To evaluate the catalogue and to ensure its continuous relevance, several studies and improvements have been carried out, in order to provide users with the best information. Many tools have been developed: they exploit techniques such as natural language processing, statistics, lexical and background knowledge [6,7], the structure of the MeSH thesaurus [8], but also simple spelling-correctors based on edit distances [9].

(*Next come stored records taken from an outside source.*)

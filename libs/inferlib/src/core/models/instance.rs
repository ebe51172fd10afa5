// Copyright (c) 2025 Jonathan Fontanez
// SPDX-License-Identifier: BUSL-1.1

//! Model instances: loaded versions of a model with immutable tensor metadata
//!
//! A `ModelInstance` is one loaded `(model, version)` pair. Its input and
//! output metadata never change for the lifetime of the instance; a reload
//! produces a fresh instance and notifies subscribers. Request and
//! validation paths pin an instance against unload through
//! [`ModelInstance::wait_for_loaded`], which hands back a scoped guard.

use std::collections::HashMap;
use std::sync::Arc;
use std::time::{Duration, Instant};

use serde::{Deserialize, Serialize};

use crate::core::error::{PipelineError, Result};
use crate::core::lifecycle::{AvailabilityState, InFlightCounter, StateTracker};
use crate::core::models::subscribers::{
    DependencyChange, DependencyChangeListener, SubscriberList,
};
use crate::core::tensor::TensorInfo;

/// Model version number; `0` is reserved to mean "default version".
pub type ModelVersion = u64;

/// Whether a model parameter is fixed at load time or adapts per request.
#[derive(Debug, Clone, Copy, PartialEq, Eq, Serialize, Deserialize, Default)]
#[serde(rename_all = "lowercase")]
pub enum ParameterMode {
    #[default]
    Fixed,
    Auto,
}

/// Load-time configuration of a model instance.
#[derive(Debug, Clone, Default)]
pub struct ModelConfig {
    pub batching_mode: ParameterMode,
    /// Shape mode per input name.
    pub shape_modes: HashMap<String, ParameterMode>,
}

impl ModelConfig {
    pub fn fixed() -> Self {
        Self::default()
    }

    pub fn with_auto_batching() -> Self {
        Self {
            batching_mode: ParameterMode::Auto,
            shape_modes: HashMap::new(),
        }
    }

    pub fn with_auto_shape(input: impl Into<String>) -> Self {
        let mut shape_modes = HashMap::new();
        shape_modes.insert(input.into(), ParameterMode::Auto);
        Self {
            batching_mode: ParameterMode::Fixed,
            shape_modes,
        }
    }

    pub fn has_dynamic_shape(&self) -> bool {
        self.shape_modes
            .values()
            .any(|mode| *mode == ParameterMode::Auto)
    }
}

/// One loaded version of a model.
pub struct ModelInstance {
    name: String,
    version: ModelVersion,
    inputs: HashMap<String, TensorInfo>,
    outputs: HashMap<String, TensorInfo>,
    config: ModelConfig,
    status: StateTracker,
    in_flight: InFlightCounter,
    subscribers: SubscriberList,
}

impl ModelInstance {
    pub fn new(
        name: impl Into<String>,
        version: ModelVersion,
        inputs: Vec<TensorInfo>,
        outputs: Vec<TensorInfo>,
        config: ModelConfig,
    ) -> Self {
        Self {
            name: name.into(),
            version,
            inputs: inputs.into_iter().map(|t| (t.name.clone(), t)).collect(),
            outputs: outputs.into_iter().map(|t| (t.name.clone(), t)).collect(),
            config,
            status: StateTracker::new(),
            in_flight: InFlightCounter::new(),
            subscribers: SubscriberList::new(),
        }
    }

    pub fn name(&self) -> &str {
        &self.name
    }

    pub fn version(&self) -> ModelVersion {
        self.version
    }

    pub fn inputs_info(&self) -> &HashMap<String, TensorInfo> {
        &self.inputs
    }

    pub fn outputs_info(&self) -> &HashMap<String, TensorInfo> {
        &self.outputs
    }

    pub fn config(&self) -> &ModelConfig {
        &self.config
    }

    pub fn state(&self) -> AvailabilityState {
        self.status.state()
    }

    /// Mark the instance serveable. Called by the manager on registration.
    pub fn make_available(&self) {
        self.status.notify_validation_passed();
    }

    /// Begin tearing the instance down; pending waiters observe the change.
    pub fn start_unloading(&self) {
        self.status.notify_retire();
    }

    pub fn retire(&self) {
        self.status.notify_retire();
        self.in_flight.wait_until_drained();
        self.status.notify_retired();
    }

    /// Pin the instance against unload.
    ///
    /// Blocks up to `timeout` for the instance to become available. The
    /// returned guard keeps the instance pinned until dropped; it is never
    /// held while waiting.
    pub fn wait_for_loaded(self: &Arc<Self>, timeout: Duration) -> Result<ModelUnloadGuard> {
        let deadline = Instant::now() + timeout;
        let mut guard = ModelUnloadGuard::new(Arc::clone(self));
        loop {
            let state = self.status.state();
            if state == AvailabilityState::Available {
                return Ok(guard);
            }
            drop(guard);
            if state.is_beyond_available() {
                tracing::debug!(model = %self.name, version = self.version,
                    "wait for model ended, instance started unloading");
                return Err(PipelineError::NotLoadedAnymore);
            }
            let state = self.status.wait_while_loading(deadline);
            if state == AvailabilityState::Loading {
                tracing::debug!(model = %self.name, version = self.version,
                    "wait for model ended due to timeout");
                return Err(PipelineError::NotLoadedYet);
            }
            if state.is_beyond_available() {
                return Err(PipelineError::NotLoadedAnymore);
            }
            guard = ModelUnloadGuard::new(Arc::clone(self));
        }
    }

    pub fn subscribe(&self, listener: &Arc<dyn DependencyChangeListener>) {
        self.subscribers.subscribe(listener);
    }

    pub fn unsubscribe(&self, listener: &Arc<dyn DependencyChangeListener>) {
        self.subscribers.unsubscribe(listener);
    }

    pub fn subscriber_count(&self) -> usize {
        self.subscribers.len()
    }

    /// Tell subscribed pipelines that this instance changed.
    pub fn notify_subscribers(&self) {
        self.subscribers.notify(&DependencyChange {
            model_name: self.name.clone(),
            model_version: self.version,
        });
    }

    pub(crate) fn in_flight(&self) -> &InFlightCounter {
        &self.in_flight
    }
}

impl std::fmt::Debug for ModelInstance {
    fn fmt(&self, f: &mut std::fmt::Formatter<'_>) -> std::fmt::Result {
        f.debug_struct("ModelInstance")
            .field("name", &self.name)
            .field("version", &self.version)
            .field("state", &self.state())
            .finish()
    }
}

/// Scoped pin preventing instance teardown while alive.
#[derive(Debug)]
pub struct ModelUnloadGuard {
    instance: Arc<ModelInstance>,
}

impl ModelUnloadGuard {
    fn new(instance: Arc<ModelInstance>) -> Self {
        instance.in_flight().acquire();
        Self { instance }
    }
}

impl Drop for ModelUnloadGuard {
    fn drop(&mut self) {
        self.instance.in_flight().release();
    }
}

#[cfg(test)]
mod tests {
    use super::*;
    use crate::core::tensor::Precision;

    fn instance() -> Arc<ModelInstance> {
        Arc::new(ModelInstance::new(
            "resnet",
            1,
            vec![TensorInfo::new("image", vec![1, 3, 224, 224], Precision::Fp32)],
            vec![TensorInfo::new("prob", vec![1, 1000], Precision::Fp32)],
            ModelConfig::fixed(),
        ))
    }

    #[test]
    fn test_wait_for_loaded_before_available_times_out() {
        let instance = instance();
        let err = instance.wait_for_loaded(Duration::from_millis(10)).unwrap_err();
        assert_eq!(err, PipelineError::NotLoadedYet);
        assert_eq!(instance.in_flight().active(), 0);
    }

    #[test]
    fn test_wait_for_loaded_pins_available_instance() {
        let instance = instance();
        instance.make_available();
        let guard = instance.wait_for_loaded(Duration::ZERO).expect("available");
        assert_eq!(instance.in_flight().active(), 1);
        drop(guard);
        assert_eq!(instance.in_flight().active(), 0);
    }

    #[test]
    fn test_wait_for_loaded_after_unloading_fails() {
        let instance = instance();
        instance.make_available();
        instance.start_unloading();
        let err = instance.wait_for_loaded(Duration::ZERO).unwrap_err();
        assert_eq!(err, PipelineError::NotLoadedAnymore);
        assert_eq!(instance.in_flight().active(), 0);
    }

    #[test]
    fn test_dynamic_shape_detection() {
        assert!(!ModelConfig::fixed().has_dynamic_shape());
        assert!(ModelConfig::with_auto_shape("image").has_dynamic_shape());
    }
}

Faced with a growing amount of online resources to be indexed and included in the catalogue, the CISMeF team consistently evaluated manual and advanced automatic MeSH indexing techniques. As it is difficult for a single terminology to reflect the entire health domain in its different contexts, in 2008 the CISMeF team made possible the application of automated indexing using several health terminologies to "low priority resources". For that purpose, the F-MTI (French Multi-Terminological Indexer) tool was developed, and used to index health resources in CISMeF [10]. In addition to the MeSH thesaurus, four health terminologies were included: ICD-10 (International Classification of Diseases), SNOMED 3.5 (Systematized Nomenclature of Medicine), CCAM (the French equivalent of US CPT) and TUV (a French terminology for therapeutic and clinical indications for the use of drugs). In 2009, another study was performed [11] to evaluate the added value of multi-terminology indexing using the F-MTI in order to automatically index CISMeF resources. The study presented the efforts to assess the added value of integrating four new terminologies (Orphanet, ATC, drug names, MeSH supplementary concepts) into F-MTI’s knowledge sources and performing the automatic indexing on the online health resources’ titles and abstracts. The performance of F-MTI including five health terminologies on CISMeF manually-indexed resources with only the title was 25.9% precision and 13.5% recall, while the performance with nine terminologies was 27.9% precision (+2%) and 19.7% recall (+6.2%). The use of nine terminologies instead of five terminologies allowed the improvement of CISMeF web resources indexing.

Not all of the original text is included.